*Exercise requirements:*
In the data beneath this task, how many lines contain "script"? Answer with the number only.

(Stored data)
>>>
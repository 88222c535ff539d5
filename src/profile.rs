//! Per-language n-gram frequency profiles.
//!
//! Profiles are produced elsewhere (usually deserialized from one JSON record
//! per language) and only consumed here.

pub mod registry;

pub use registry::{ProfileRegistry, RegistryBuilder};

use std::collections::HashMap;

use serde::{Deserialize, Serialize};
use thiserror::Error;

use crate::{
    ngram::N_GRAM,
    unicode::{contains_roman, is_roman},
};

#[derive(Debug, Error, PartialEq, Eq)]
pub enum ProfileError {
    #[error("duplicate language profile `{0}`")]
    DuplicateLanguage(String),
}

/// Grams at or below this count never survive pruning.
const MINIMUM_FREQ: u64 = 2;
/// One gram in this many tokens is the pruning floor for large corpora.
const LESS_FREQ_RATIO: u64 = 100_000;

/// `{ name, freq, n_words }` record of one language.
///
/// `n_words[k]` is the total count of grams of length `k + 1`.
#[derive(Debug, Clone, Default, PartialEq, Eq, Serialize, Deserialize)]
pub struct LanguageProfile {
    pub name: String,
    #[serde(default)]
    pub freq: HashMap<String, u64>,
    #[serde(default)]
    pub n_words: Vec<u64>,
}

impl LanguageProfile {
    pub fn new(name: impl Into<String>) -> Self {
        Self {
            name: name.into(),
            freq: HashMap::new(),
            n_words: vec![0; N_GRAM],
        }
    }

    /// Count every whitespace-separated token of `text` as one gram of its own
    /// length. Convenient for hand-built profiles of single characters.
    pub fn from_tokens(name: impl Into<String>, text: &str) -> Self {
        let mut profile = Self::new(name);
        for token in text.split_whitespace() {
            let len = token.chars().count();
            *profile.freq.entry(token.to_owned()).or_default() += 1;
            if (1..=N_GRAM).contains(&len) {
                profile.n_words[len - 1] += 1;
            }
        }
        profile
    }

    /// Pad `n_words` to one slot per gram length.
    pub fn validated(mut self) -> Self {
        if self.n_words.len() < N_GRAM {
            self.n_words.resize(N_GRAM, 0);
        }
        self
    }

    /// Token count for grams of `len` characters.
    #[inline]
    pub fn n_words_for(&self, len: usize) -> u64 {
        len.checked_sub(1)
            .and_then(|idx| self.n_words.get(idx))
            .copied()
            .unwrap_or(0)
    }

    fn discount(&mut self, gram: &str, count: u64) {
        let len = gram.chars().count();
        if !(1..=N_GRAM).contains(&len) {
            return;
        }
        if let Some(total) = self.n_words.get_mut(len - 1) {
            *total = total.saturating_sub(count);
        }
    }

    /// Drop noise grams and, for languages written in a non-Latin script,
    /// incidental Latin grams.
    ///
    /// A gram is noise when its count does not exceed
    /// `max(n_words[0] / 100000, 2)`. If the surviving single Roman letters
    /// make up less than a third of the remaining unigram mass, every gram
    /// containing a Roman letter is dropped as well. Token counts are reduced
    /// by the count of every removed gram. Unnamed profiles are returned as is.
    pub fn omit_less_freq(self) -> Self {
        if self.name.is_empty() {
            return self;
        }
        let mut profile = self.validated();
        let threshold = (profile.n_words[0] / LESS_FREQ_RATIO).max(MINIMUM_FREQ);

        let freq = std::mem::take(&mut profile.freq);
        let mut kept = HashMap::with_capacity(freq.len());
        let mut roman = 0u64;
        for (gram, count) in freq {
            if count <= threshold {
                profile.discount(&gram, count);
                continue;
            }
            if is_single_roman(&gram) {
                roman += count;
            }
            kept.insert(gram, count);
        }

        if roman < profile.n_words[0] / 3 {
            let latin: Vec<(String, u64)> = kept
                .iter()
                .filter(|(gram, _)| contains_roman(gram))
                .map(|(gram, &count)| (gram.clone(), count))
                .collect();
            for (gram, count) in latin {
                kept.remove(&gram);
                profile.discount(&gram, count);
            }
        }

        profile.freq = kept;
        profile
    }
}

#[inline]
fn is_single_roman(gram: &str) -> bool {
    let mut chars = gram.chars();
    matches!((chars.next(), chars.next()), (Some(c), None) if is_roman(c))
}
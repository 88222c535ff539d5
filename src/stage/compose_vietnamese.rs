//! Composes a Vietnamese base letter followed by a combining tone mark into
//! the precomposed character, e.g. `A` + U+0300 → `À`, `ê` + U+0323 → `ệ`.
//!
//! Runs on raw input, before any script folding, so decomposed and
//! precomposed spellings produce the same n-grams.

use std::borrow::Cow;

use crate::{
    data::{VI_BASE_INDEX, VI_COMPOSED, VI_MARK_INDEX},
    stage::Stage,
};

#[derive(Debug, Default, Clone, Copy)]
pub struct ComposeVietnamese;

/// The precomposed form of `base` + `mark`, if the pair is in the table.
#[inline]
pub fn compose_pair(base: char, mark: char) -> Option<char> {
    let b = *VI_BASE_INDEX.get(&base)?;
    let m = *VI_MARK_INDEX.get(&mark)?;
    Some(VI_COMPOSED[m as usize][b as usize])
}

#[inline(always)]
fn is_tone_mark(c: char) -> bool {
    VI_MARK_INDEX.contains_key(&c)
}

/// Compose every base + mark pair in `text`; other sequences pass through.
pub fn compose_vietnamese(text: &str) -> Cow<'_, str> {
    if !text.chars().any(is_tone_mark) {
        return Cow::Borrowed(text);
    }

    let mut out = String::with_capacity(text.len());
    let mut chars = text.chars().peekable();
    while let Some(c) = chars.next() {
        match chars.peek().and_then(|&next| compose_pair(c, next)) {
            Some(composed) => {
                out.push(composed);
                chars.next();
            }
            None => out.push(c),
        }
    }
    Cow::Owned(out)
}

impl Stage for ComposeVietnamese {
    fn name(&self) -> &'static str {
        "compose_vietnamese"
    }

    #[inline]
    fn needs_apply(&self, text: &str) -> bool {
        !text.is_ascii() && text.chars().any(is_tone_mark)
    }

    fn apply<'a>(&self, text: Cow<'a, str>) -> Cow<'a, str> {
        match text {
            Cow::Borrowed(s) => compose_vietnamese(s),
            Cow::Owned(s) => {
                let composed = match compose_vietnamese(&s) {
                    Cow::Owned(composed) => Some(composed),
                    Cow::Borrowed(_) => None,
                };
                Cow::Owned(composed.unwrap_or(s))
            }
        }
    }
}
<<<
*Finished task:*
2